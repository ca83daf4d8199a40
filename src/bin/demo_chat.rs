// SPDX-License-Identifier: MIT
// SPDX-FileCopyrightText: 2025-2026 ringmem-ipc contributors
//
// Usage:
//   demo_chat host           (run once, rebroadcasts every message to every
//                              other connected client)
//   demo_chat join <id>      (run per participant, in separate terminals)
//
// The host listens on the well-known name "ipc-chat" via the handshake
// rendezvous and hands each joining client its own connection buffer.
// Joiners type a line and press Enter to broadcast it; "q" quits.

use std::io::{self, BufRead, Write};
use std::sync::{Arc, Mutex};
use std::time::Duration;

use ringmem_ipc::{rendezvous_connect, Connection, ConnectionConfig, Listener, Role, TextCodec};

const WELL_KNOWN_NAME: &str = "/ipc-chat";
const QUIT: &str = "q";

fn run_host() {
    let listener: Listener<String, String, TextCodec, TextCodec> =
        Listener::bind(WELL_KNOWN_NAME, ConnectionConfig::default());
    let peers: Arc<Mutex<Vec<Connection<String, String>>>> = Arc::new(Mutex::new(Vec::new()));
    println!("chat host ready on {WELL_KNOWN_NAME}");

    loop {
        let conn = match listener.accept(Duration::from_secs(3600)) {
            Ok(c) => c,
            Err(e) => {
                eprintln!("accept failed: {e}");
                continue;
            }
        };
        let peers_for_msg = Arc::clone(&peers);
        conn.on_message(move |msg: &String| {
            println!("{msg}");
            // Clients filter out their own messages by id prefix, so the
            // host rebroadcasts to every peer including the sender.
            for p in peers_for_msg.lock().unwrap().iter() {
                p.push_message(msg.clone());
            }
        });
        peers.lock().unwrap().push(conn.clone());
        println!("client joined ({} total)", peers.lock().unwrap().len());
    }
}

fn run_join(id: &str) {
    let conn = rendezvous_connect::<String, String, TextCodec, TextCodec>(
        WELL_KNOWN_NAME,
        &ConnectionConfig::default(),
        Duration::from_secs(30),
    )
    .expect("rendezvous connect");

    let id_recv = id.to_string();
    conn.on_message(move |msg: &String| {
        if let Some((from_id, _)) = msg.split_once("> ") {
            if from_id == id_recv {
                return; // skip echoes of our own messages
            }
        }
        println!("{msg}");
    });
    conn.open();
    conn.wait_open(Duration::from_secs(30));
    println!("{id} is ready.");

    let stdin = io::stdin();
    loop {
        print!("> ");
        io::stdout().flush().ok();
        let mut line = String::new();
        if stdin.lock().read_line(&mut line).is_err() || line.trim().is_empty() {
            break;
        }
        let trimmed = line.trim();
        if trimmed == QUIT {
            break;
        }
        conn.push_message(format!("{id}> {trimmed}"));
    }
    conn.close();
    conn.wait_closed(Duration::from_secs(5));
    println!("{id} is quit...");
}

fn main() {
    tracing_subscriber::fmt::init();
    let args: Vec<String> = std::env::args().collect();
    match args.get(1).map(String::as_str) {
        Some("host") => run_host(),
        Some("join") => {
            let id = args.get(2).cloned().unwrap_or_else(|| "anon".to_string());
            run_join(&id);
        }
        _ => {
            eprintln!("usage: demo_chat host");
            eprintln!("       demo_chat join <id>");
            std::process::exit(1);
        }
    }
}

> TASK PROMPT
Extract every entry above as it appears.

> ANSWER TO THE EXERCISE
repository ca83daf4d8199a40
filename src/bin/demo_chat.rs
// SPDX-License-Identifier: MIT
// SPDX-FileCopyrightText: 2025-2026 ringmem-ipc contributors
//
// Usage:
//   demo_chat host           (run once, rebroadcasts every message to every
//                              other connected client)
//   demo_chat join <id>      (run per participant, in separate terminals)
//
// The host listens on the well-known name "ipc-chat" via the handshake
// rendezvous and hands each joining client its own connection buffer.
// Joiners type a line and press Enter to broadcast it; "q" quits.

use std::io::{self, BufRead, Write};
use std::sync::{Arc, Mutex};
use std::time::Duration;

use ringmem_ipc::{rendezvous_connect, Connection, ConnectionConfig, Listener, Role, TextCodec};

const WELL_KNOWN_NAME: &str = "/ipc-chat";
const QUIT: &str = "q";

fn run_host() {
    let listener: Listener<String, String, TextCodec, TextCodec> =
        Listener::bind(WELL_KNOWN_NAME, ConnectionConfig::default());
    let peers: Arc<Mutex<Vec<Connection<String, String>>>> = Arc::new(Mutex::new(Vec::new()));
    println!("chat host ready on {WELL_KNOWN_NAME}");

    loop {
        let conn = match listener.accept(Duration::from_secs(3600)) {
            Ok(c) => c,
            Err(e) => {
                eprintln!("accept failed: {e}");
                continue;
            }
        };
        let peers_for_msg = Arc::clone(&peers);
        conn.on_message(move |msg: &String| {
            println!("{msg}");
            // Clients filter out their own messages by id prefix, so the
            // host rebroadcasts to every peer including the sender.
            for p in peers_for_msg.lock().unwrap().iter() {
                p.push_message(msg.clone());
            }
        });
        peers.lock().unwrap().push(conn.clone());
        println!("client joined ({} total)", peers.lock().unwrap().len());
    }
}

fn run_join(id: &str) {
    let conn = rendezvous_connect::<String, String, TextCodec, TextCodec>(
        WELL_KNOWN_NAME,
        &ConnectionConfig::default(),
        Duration::from_secs(30),
    )
    .expect("rendezvous connect");

    let id_recv = id.to_string();
    conn.on_message(move |msg: &String| {
        if let Some((from_id, _)) = msg.split_once("> ") {
            if from_id == id_recv {
                return; // skip echoes of our own messages
            }
        }
        println!("{msg}");
    });
    conn.open();
    conn.wait_open(Duration::from_secs(30));
    println!("{id} is ready.");

    let stdin = io::stdin();
    loop {
        print!("> ");
        io::stdout().flush().ok();
        let mut line = String::new();
        if stdin.lock().read_line(&mut line).is_err() || line.trim().is_empty() {
            break;
        }
        let trimmed = line.trim();
        if trimmed == QUIT {
            break;
        }
        conn.push_message(format!("{id}> {trimmed}"));
    }
    conn.close();
    conn.wait_closed(Duration::from_secs(5));
    println!("{id} is quit...");
}

fn main() {
    tracing_subscriber::fmt::init();
    let args: Vec<String> = std::env::args().collect();
    match args.get(1).map(String::as_str) {
        Some("host") => run_host(),
        Some("join") => {
            let id = args.get(2).cloned().unwrap_or_else(|| "anon".to_string());
            run_join(&id);
        }
        _ => {
            eprintln!("usage: demo_chat host");
            eprintln!("       demo_chat join <id>");
            std::process::exit(1);
        }
    }
}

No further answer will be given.